### [ASSIGNMENT]
Report every line of the records below that contains the word "JwtManager".

(Stored data)

[Start of Attachment]

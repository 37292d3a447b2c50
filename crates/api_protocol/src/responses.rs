//! Response body types.

use serde::{Deserialize, Serialize};

use crate::types::{Contact, User};

/// Response for `POST /auth/register` (201).
#[derive(Debug, Clone, Serialize, Deserialize)]
pub struct RegisterResponse {
    pub message: String,
    pub user: User,
}

/// Response for `POST /auth/signin` (200).
#[derive(Debug, Clone, Serialize, Deserialize)]
pub struct SigninResponse {
    pub message: String,
    pub user: User,
    pub token: String,
}

/// Response for `GET /contacts`.
#[derive(Debug, Clone, Serialize, Deserialize)]
pub struct ListContactsResponse {
    pub contacts: Vec<Contact>,
}

/// Response for `POST /contacts` and `PUT /contacts/:id`.
#[derive(Debug, Clone, Serialize, Deserialize)]
pub struct ContactResponse {
    pub contact: Contact,
}

/// Response for `DELETE /contacts/:id`.
#[derive(Debug, Clone, Serialize, Deserialize)]
pub struct DeleteContactResponse {
    pub message: String,
}
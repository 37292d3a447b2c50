//! JWT session token generation and validation.

use chrono::{Duration, Utc};
use jsonwebtoken::{DecodingKey, EncodingKey, Header, Validation, decode, encode};
use serde::{Deserialize, Serialize};
use uuid::Uuid;

use crate::{AuthError, AuthResult, DEFAULT_JWT_EXPIRATION_HOURS, DEFAULT_JWT_ISSUER};

/// Claims carried by a Rolodex session token.
#[derive(Debug, Clone, Serialize, Deserialize)]
pub struct Claims {
    /// Subject (user ID).
    pub sub: String,
    /// Email address.
    pub email: String,
    /// Display name.
    pub name: String,
    /// Issued at timestamp.
    pub iat: i64,
    /// Expiration timestamp.
    pub exp: i64,
    /// Issuer.
    pub iss: String,
    /// JWT ID.
    pub jti: String,
}

impl Claims {
    /// Creates new claims for a user.
    pub fn new(user_id: Uuid, email: String, name: String, expiration_hours: u64) -> Self {
        let now = Utc::now();
        let exp = now + Duration::hours(expiration_hours as i64);

        Self {
            sub: user_id.to_string(),
            email,
            name,
            iat: now.timestamp(),
            exp: exp.timestamp(),
            iss: DEFAULT_JWT_ISSUER.to_string(),
            jti: Uuid::new_v4().to_string(),
        }
    }

    /// Returns the user ID.
    pub fn user_id(&self) -> AuthResult<Uuid> {
        self.sub.parse().map_err(|_| AuthError::InvalidToken)
    }

    /// Returns true if the token is expired.
    pub fn is_expired(&self) -> bool {
        Utc::now().timestamp() > self.exp
    }
}

/// JWT configuration.
#[derive(Debug, Clone)]
pub struct JwtConfig {
    /// Secret key for signing tokens.
    pub secret: String,
    /// Token expiration in hours.
    pub expiration_hours: u64,
    /// Token issuer.
    pub issuer: String,
}

impl JwtConfig {
    /// Creates a new JWT configuration.
    pub fn new(secret: impl Into<String>) -> Self {
        Self {
            secret: secret.into(),
            expiration_hours: DEFAULT_JWT_EXPIRATION_HOURS,
            issuer: DEFAULT_JWT_ISSUER.to_string(),
        }
    }

    /// Sets the expiration time in hours.
    pub fn with_expiration_hours(mut self, hours: u64) -> Self {
        self.expiration_hours = hours;
        self
    }
}

/// Issues and validates session tokens signed with a shared secret (HS256).
#[derive(Clone)]
pub struct JwtManager {
    config: JwtConfig,
    encoding_key: EncodingKey,
    decoding_key: DecodingKey,
}

impl std::fmt::Debug for JwtManager {
    fn fmt(&self, f: &mut std::fmt::Formatter<'_>) -> std::fmt::Result {
        f.debug_struct("JwtManager")
            .field("config", &self.config)
            .finish_non_exhaustive()
    }
}

impl JwtManager {
    /// Creates a new JWT manager.
    pub fn new(config: JwtConfig) -> Self {
        let encoding_key = EncodingKey::from_secret(config.secret.as_bytes());
        let decoding_key = DecodingKey::from_secret(config.secret.as_bytes());

        Self {
            config,
            encoding_key,
            decoding_key,
        }
    }

    /// Generates a session token for a user.
    pub fn generate_token(&self, user_id: Uuid, email: String, name: String) -> AuthResult<String> {
        let claims = Claims::new(user_id, email, name, self.config.expiration_hours);

        encode(&Header::default(), &claims, &self.encoding_key)
            .map_err(|e| AuthError::JwtEncoding(e.to_string()))
    }

    /// Validates and decodes a token.
    pub fn validate_token(&self, token: &str) -> AuthResult<Claims> {
        let mut validation = Validation::default();
        validation.set_issuer(&[&self.config.issuer]);

        let token_data = decode::<Claims>(token, &self.decoding_key, &validation)?;

        Ok(token_data.claims)
    }
}

#[cfg(test)]
mod tests {
    use super::*;

    #[test]
    fn test_jwt_generation_and_validation() {
        let config = JwtConfig::new("test-secret-key-must-be-long-enough-for-security");
        let manager = JwtManager::new(config);

        let user_id = Uuid::new_v4();
        let token = manager
            .generate_token(user_id, "test@example.com".to_string(), "Test User".to_string())
            .unwrap();

        let claims = manager.validate_token(&token).unwrap();

        assert_eq!(claims.user_id().unwrap(), user_id);
        assert_eq!(claims.email, "test@example.com");
        assert_eq!(claims.name, "Test User");
        assert!(!claims.is_expired());
    }

    #[test]
    fn test_invalid_token() {
        let manager = JwtManager::new(JwtConfig::new("test-secret-key-must-be-long-enough"));
        assert!(manager.validate_token("invalid-token").is_err());
    }

    #[test]
    fn test_wrong_secret() {
        let manager1 = JwtManager::new(JwtConfig::new("secret-one-must-be-long-enough"));
        let manager2 = JwtManager::new(JwtConfig::new("secret-two-must-be-long-enough"));

        let token = manager1
            .generate_token(Uuid::new_v4(), "test@example.com".to_string(), "T".to_string())
            .unwrap();

        assert!(manager2.validate_token(&token).is_err());
    }

    #[test]
    fn test_token_carries_expiry() {
        let config = JwtConfig::new("test-secret-key-must-be-long-enough").with_expiration_hours(1);
        let manager = JwtManager::new(config);

        let token = manager
            .generate_token(Uuid::new_v4(), "a@b.co".to_string(), "A".to_string())
            .unwrap();
        let claims = manager.validate_token(&token).unwrap();

        assert!(claims.exp > claims.iat);
        assert!(claims.exp - claims.iat <= 3600);
    }
}
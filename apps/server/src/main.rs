//! Rolodex server binary.

use std::net::SocketAddr;

use contact_store::MemoryContactStore;
use rolodex_server::{config::Config, create_app, create_state, init_tracing};

#[tokio::main]
async fn main() -> anyhow::Result<()> {
    // Load environment variables from .env if present
    dotenvy::dotenv().ok();

    let config = Config::from_env()?;

    init_tracing(&config.log_level);

    let store = MemoryContactStore::new();
    let state = create_state(config.clone(), store);
    let app = create_app(state);

    let addr: SocketAddr = config.server_addr().parse()?;
    tracing::info!(addr = %addr, "Server listening");

    let listener = tokio::net::TcpListener::bind(addr).await?;
    axum::serve(listener, app).await?;

    Ok(())
}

[End of Attachment]

### [OUTPUT OF THE EXERCISE]
pub struct JwtManager {
impl std::fmt::Debug for JwtManager {
        f.debug_struct("JwtManager")
impl JwtManager {
        let manager = JwtManager::new(config);
        let manager = JwtManager::new(JwtConfig::new("test-secret-key-must-be-long-enough"));
        let manager1 = JwtManager::new(JwtConfig::new("secret-one-must-be-long-enough"));
        let manager2 = JwtManager::new(JwtConfig::new("secret-two-must-be-long-enough"));
        let manager = JwtManager::new(config);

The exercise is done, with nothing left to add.